●クロード・モネの世界

私は、モネの絵が好きです。
「パリ マルモッタン美術館展」では、モネが愛したジヴェルニーの庭園を映像で観
ることができました。
私はそれまで、モネの絵や画集に掲載されている写真でモネの庭園を観ることはあり
ました。
でも、それは一部でしかありませんでした。
いつか、もっとたくさん観てみたいと思っていました。
今回、思いがけず映像で観ることができて、とても嬉しかったです。
睡蓮が映った時、モネの絵と重なって見えて「本当にモネの絵の世界だ」と感激して
しまいました。
モネの庭園の中で、私が一番好きな風景は、太鼓橋とその上にかかる藤棚の風景で
す。
なんてきれいなんだろうと見とれてしまいました。
緑色の橋、薄紫色の藤の花・・・。
私が初めて美術館でモネの絵を観た時に、とても好きになって買ったカードにもこの
太鼓橋が描かれていたことを思い出しました。
とても印象に残っている橋です。
モネが描いた橋、それを観ている・・・。
あまりにも思いがけない出来事だったので、信じられないような気持ちになりまし
た。
初めてモネの絵を観た時、モネには他の人には見えないものが見えるんだと強い衝撃
を受けたことを覚えています。
それ以来、私はモネの絵の世界に憧れのような気持ちを持っています。
絵に描かれた心地よい風、眩しい太陽の光、涼しい木陰・・・を観ていると、私にも
風の心地よさ、太陽の光の眩しさ、木陰の涼しさが伝わってきます。
それを感じている時、まるで絵の風景の中にいるような気がします。
そうやって絵の中の世界を感じることが楽しくて、これまでに何度もモネの絵を観に
行きました。
そして、今回の美術展でもうひとつ嬉しかったのは、モネの庭園の写真集を買えたこ
とです。
今でも繰り返し観ています。
モネが造った池の水面に映る風景の静けさ、美しさ、その素晴らしさを改めて感じま
す。
“水面”にこれほど存在感を感じたのは初めてです。
この写真集を観ている時には、モネの絵を観ている時のように、ゆったりとした時間
を過ごすことができます。
そして、白い水仙、黄色の向日葵、緑のしだれ柳、青いグラジオラス、薄紫色の藤の
花、赤いツツジ、ピンク色の薔薇・・・、素晴らしい調和した美しさを堪能すること
ができます。
それに、モネの庭園を観ていると、モネの花への強い情熱を感じます。
そして、モネの絵の世界を身近に感じられる、そんな気がするのです。
モネは時間の経過とともに表情を変える風景のその美しい瞬間をとらえています。
モネは「モチーフは私にとって二義的なものだ。
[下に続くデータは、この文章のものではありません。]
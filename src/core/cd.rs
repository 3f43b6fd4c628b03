use chrono::{DateTime, Local, NaiveDate};
use serde::{Deserialize, Serialize};
use thiserror::Error;
use tracing::warn;

use super::primitives::future_value;
use super::types::CdAccrualResult;

/// Day-count basis for converting elapsed days into years.
const DAYS_PER_YEAR_ACTUAL: f64 = 365.25;

#[derive(Copy, Clone, Debug, Default, Eq, PartialEq, Deserialize, Serialize)]
#[serde(rename_all = "lowercase")]
pub enum CompoundingFrequency {
    #[default]
    Daily,
    Monthly,
    Quarterly,
    #[serde(alias = "annual", alias = "yearly")]
    Annually,
}

impl CompoundingFrequency {
    pub fn periods_per_year(self) -> u32 {
        match self {
            CompoundingFrequency::Daily => 365,
            CompoundingFrequency::Monthly => 12,
            CompoundingFrequency::Quarterly => 4,
            CompoundingFrequency::Annually => 1,
        }
    }
}

#[derive(Debug, Clone, PartialEq, Error)]
pub enum CdDateError {
    #[error("invalid {field} '{value}': expected YYYY-MM-DD or an RFC 3339 timestamp")]
    Unparseable { field: &'static str, value: String },
    #[error("maturity_date {maturity} is before start_date {start}")]
    MaturityBeforeStart { start: NaiveDate, maturity: NaiveDate },
}

/// Interest accrued on a certificate of deposit as of `as_of`.
///
/// Never fails: unparseable or inverted dates produce a principal-only
/// result with `error` set.
pub fn calculate_cd_accrual(
    principal: f64,
    annual_rate_percent: f64,
    start_date: &str,
    maturity_date: &str,
    frequency: CompoundingFrequency,
    as_of: NaiveDate,
) -> CdAccrualResult {
    match parse_term(start_date, maturity_date) {
        Ok((start, maturity)) => {
            accrue(principal, annual_rate_percent, start, maturity, frequency, as_of)
        }
        Err(err) => {
            warn!(%err, "CD accrual falling back to principal");
            CdAccrualResult {
                principal,
                current_value: principal,
                accrued_interest: 0.0,
                elapsed_days: 0,
                total_days: 0,
                maturity_value: principal,
                effective_annual_rate: 0.0,
                is_matured: false,
                error: Some(err.to_string()),
            }
        }
    }
}

/// [`calculate_cd_accrual`] evaluated at today's local date.
pub fn calculate_cd_accrual_today(
    principal: f64,
    annual_rate_percent: f64,
    start_date: &str,
    maturity_date: &str,
    frequency: CompoundingFrequency,
) -> CdAccrualResult {
    calculate_cd_accrual(
        principal,
        annual_rate_percent,
        start_date,
        maturity_date,
        frequency,
        Local::now().date_naive(),
    )
}

fn accrue(
    principal: f64,
    annual_rate_percent: f64,
    start: NaiveDate,
    maturity: NaiveDate,
    frequency: CompoundingFrequency,
    as_of: NaiveDate,
) -> CdAccrualResult {
    let rate = annual_rate_percent / 100.0;
    let periods = frequency.periods_per_year();

    let total_days = (maturity - start).num_days();
    let elapsed_days = (as_of - start).num_days().min(total_days);

    let maturity_value = future_value(
        principal,
        rate,
        periods,
        total_days as f64 / DAYS_PER_YEAR_ACTUAL,
    );
    let current_value = if elapsed_days <= 0 {
        principal
    } else {
        future_value(
            principal,
            rate,
            periods,
            elapsed_days as f64 / DAYS_PER_YEAR_ACTUAL,
        )
    };

    let n = f64::from(periods);
    CdAccrualResult {
        principal,
        current_value,
        accrued_interest: current_value - principal,
        elapsed_days: elapsed_days.max(0),
        total_days,
        maturity_value,
        effective_annual_rate: ((1.0 + rate / n).powf(n) - 1.0) * 100.0,
        is_matured: as_of >= maturity,
        error: None,
    }
}

fn parse_term(
    start_date: &str,
    maturity_date: &str,
) -> Result<(NaiveDate, NaiveDate), CdDateError> {
    let start = parse_date("start_date", start_date)?;
    let maturity = parse_date("maturity_date", maturity_date)?;
    if maturity < start {
        return Err(CdDateError::MaturityBeforeStart { start, maturity });
    }
    Ok((start, maturity))
}

fn parse_date(field: &'static str, value: &str) -> Result<NaiveDate, CdDateError> {
    let trimmed = value.trim();
    NaiveDate::parse_from_str(trimmed, "%Y-%m-%d")
        .or_else(|_| DateTime::parse_from_rfc3339(trimmed).map(|dt| dt.date_naive()))
        .map_err(|_| CdDateError::Unparseable {
            field,
            value: value.to_string(),
        })
}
私が再現したいのはそのモチーフと
私の間にあるものなのだ。」と言っていたそうです。
本でこの言葉を読んだ時に、モネには他の人には見えないものが見えるんだと思った
ことを思い出しました。
モネがこうして絵という形で、モチーフとモネの間にある、美しいものを残してくれ
たことに感謝したいと思いました。